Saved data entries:
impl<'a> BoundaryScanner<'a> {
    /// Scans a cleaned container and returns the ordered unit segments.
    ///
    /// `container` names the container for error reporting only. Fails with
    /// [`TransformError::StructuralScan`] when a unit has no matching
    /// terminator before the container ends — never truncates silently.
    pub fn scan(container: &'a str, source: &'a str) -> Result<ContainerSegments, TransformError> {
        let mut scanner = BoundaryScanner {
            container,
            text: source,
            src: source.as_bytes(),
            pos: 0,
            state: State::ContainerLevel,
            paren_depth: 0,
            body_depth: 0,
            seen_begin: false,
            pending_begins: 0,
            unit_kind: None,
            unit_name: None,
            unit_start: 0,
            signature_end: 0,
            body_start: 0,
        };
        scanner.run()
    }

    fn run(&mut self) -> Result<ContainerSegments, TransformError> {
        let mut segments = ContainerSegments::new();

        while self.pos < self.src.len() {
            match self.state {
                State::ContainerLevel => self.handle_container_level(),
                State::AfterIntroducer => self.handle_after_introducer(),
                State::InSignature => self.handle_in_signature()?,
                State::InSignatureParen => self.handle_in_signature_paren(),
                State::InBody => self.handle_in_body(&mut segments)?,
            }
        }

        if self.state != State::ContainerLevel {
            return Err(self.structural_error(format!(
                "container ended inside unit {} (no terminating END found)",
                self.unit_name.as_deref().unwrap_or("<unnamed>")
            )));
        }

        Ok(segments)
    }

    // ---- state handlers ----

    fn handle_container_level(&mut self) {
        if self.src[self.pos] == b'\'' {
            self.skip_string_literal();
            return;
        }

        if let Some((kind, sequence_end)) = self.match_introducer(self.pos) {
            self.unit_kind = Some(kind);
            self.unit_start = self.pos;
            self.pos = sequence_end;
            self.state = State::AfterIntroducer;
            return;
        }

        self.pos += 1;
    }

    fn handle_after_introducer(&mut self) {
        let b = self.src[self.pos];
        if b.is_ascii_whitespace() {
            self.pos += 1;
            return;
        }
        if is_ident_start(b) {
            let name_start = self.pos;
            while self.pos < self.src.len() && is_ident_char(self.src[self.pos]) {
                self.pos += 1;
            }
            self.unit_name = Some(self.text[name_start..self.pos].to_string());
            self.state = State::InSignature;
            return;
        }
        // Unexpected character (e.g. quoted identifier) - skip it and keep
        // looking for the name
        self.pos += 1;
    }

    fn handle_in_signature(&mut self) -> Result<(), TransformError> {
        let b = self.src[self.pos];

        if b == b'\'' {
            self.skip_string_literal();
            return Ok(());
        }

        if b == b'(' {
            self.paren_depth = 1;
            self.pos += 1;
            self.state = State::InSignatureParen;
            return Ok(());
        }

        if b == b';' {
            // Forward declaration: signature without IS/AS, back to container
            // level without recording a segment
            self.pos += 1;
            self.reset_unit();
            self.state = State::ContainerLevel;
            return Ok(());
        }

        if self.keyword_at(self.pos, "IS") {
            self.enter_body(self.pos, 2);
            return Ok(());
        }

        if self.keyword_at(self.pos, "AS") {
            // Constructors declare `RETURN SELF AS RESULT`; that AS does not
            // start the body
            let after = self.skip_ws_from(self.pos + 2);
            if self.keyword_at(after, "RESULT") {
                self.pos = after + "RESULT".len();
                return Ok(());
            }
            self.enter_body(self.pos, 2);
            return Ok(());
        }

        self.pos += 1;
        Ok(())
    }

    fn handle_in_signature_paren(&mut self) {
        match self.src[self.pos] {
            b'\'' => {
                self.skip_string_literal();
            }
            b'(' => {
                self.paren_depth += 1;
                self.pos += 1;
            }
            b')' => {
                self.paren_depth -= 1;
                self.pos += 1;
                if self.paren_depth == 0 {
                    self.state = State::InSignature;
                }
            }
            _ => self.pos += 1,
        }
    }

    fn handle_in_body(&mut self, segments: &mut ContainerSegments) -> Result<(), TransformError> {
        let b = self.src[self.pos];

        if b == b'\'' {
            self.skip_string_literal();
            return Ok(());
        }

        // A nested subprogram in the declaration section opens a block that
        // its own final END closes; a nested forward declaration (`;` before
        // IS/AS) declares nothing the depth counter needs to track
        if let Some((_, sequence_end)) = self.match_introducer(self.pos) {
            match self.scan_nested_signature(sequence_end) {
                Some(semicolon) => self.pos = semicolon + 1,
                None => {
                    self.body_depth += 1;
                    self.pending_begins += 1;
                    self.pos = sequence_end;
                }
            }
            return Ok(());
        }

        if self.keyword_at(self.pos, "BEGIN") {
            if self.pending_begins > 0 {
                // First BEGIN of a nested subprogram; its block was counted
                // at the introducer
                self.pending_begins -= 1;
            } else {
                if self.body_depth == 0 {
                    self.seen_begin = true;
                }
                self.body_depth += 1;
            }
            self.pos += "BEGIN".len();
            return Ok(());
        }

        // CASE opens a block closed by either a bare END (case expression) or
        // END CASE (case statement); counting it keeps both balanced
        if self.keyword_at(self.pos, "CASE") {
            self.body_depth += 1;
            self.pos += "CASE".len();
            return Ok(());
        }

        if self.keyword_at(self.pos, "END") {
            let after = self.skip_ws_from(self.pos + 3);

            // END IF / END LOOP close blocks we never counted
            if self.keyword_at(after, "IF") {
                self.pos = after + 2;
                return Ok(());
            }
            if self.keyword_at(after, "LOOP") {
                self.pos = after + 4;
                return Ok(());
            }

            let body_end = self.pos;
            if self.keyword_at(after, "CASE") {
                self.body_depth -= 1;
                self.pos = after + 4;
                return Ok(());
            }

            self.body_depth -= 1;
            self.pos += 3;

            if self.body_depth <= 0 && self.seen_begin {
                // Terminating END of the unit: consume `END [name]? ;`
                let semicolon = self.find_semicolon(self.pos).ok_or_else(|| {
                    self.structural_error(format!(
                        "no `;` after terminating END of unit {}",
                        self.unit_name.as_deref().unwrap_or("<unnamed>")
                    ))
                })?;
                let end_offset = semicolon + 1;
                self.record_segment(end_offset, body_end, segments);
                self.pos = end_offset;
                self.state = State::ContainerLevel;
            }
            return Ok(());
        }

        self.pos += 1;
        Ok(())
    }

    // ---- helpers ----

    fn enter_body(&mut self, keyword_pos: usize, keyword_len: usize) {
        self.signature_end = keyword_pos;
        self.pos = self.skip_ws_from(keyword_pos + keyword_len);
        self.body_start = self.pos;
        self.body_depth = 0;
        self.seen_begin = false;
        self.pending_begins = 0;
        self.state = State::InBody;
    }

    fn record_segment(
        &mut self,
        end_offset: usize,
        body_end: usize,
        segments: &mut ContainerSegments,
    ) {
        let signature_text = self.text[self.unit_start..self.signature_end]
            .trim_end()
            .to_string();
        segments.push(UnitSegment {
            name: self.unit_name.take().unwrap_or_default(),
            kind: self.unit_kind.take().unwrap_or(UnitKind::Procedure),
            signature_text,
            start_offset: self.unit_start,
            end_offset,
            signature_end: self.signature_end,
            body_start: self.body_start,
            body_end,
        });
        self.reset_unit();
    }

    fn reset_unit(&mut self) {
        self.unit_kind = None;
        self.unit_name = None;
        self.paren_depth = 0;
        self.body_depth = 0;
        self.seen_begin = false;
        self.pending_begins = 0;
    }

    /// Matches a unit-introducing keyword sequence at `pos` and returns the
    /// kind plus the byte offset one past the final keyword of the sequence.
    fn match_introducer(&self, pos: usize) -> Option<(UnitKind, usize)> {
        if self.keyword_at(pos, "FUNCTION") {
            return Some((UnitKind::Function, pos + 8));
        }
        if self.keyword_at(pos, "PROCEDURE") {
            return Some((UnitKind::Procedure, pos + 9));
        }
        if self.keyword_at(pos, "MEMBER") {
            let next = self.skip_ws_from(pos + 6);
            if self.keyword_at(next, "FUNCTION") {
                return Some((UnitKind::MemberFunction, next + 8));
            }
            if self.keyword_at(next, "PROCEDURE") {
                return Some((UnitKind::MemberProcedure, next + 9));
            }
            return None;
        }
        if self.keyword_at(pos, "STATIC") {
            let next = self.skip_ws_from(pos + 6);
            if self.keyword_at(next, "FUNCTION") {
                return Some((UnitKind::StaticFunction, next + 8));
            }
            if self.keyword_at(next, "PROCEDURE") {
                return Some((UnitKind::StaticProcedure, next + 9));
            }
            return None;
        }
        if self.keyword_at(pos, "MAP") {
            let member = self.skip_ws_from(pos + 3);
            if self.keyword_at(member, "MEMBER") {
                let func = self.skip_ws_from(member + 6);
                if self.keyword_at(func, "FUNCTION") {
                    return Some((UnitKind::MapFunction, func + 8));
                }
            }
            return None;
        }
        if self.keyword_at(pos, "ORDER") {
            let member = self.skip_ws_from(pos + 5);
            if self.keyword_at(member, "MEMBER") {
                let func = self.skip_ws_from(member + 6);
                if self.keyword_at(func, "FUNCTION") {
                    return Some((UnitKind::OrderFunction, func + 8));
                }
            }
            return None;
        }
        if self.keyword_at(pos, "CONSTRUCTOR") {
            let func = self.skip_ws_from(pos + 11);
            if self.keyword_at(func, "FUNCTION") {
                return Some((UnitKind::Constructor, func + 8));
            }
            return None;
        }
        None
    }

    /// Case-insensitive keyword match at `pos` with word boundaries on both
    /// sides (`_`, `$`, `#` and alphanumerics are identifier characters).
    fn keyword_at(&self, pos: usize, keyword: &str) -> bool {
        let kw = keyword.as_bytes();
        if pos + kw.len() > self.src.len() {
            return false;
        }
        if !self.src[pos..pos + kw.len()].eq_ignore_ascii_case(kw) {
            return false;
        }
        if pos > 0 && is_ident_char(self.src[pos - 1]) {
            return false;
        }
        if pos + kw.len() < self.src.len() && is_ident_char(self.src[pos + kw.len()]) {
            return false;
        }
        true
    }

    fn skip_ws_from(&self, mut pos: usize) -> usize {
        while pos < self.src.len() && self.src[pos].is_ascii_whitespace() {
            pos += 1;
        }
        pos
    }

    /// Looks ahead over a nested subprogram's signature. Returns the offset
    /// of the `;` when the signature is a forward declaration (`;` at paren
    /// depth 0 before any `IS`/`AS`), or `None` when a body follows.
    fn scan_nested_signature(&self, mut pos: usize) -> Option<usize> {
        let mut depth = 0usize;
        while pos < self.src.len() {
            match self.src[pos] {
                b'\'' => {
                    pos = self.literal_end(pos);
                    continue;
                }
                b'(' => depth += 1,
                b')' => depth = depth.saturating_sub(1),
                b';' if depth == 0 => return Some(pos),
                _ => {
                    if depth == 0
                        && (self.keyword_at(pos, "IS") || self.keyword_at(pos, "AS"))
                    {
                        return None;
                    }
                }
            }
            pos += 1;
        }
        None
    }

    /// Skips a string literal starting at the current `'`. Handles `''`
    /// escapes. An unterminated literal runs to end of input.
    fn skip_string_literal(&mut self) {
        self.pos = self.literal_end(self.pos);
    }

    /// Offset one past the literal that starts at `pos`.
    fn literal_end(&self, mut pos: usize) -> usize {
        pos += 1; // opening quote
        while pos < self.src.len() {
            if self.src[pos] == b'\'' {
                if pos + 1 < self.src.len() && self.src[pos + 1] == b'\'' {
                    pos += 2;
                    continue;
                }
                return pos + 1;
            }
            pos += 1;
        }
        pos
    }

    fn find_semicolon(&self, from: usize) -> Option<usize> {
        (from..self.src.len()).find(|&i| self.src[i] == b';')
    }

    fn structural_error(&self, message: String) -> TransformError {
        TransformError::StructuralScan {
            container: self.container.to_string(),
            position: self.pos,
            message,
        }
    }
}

**Your task:** Among the entries above, how many lines contain the string "never"? Only the number should be given.

**Task output:** 2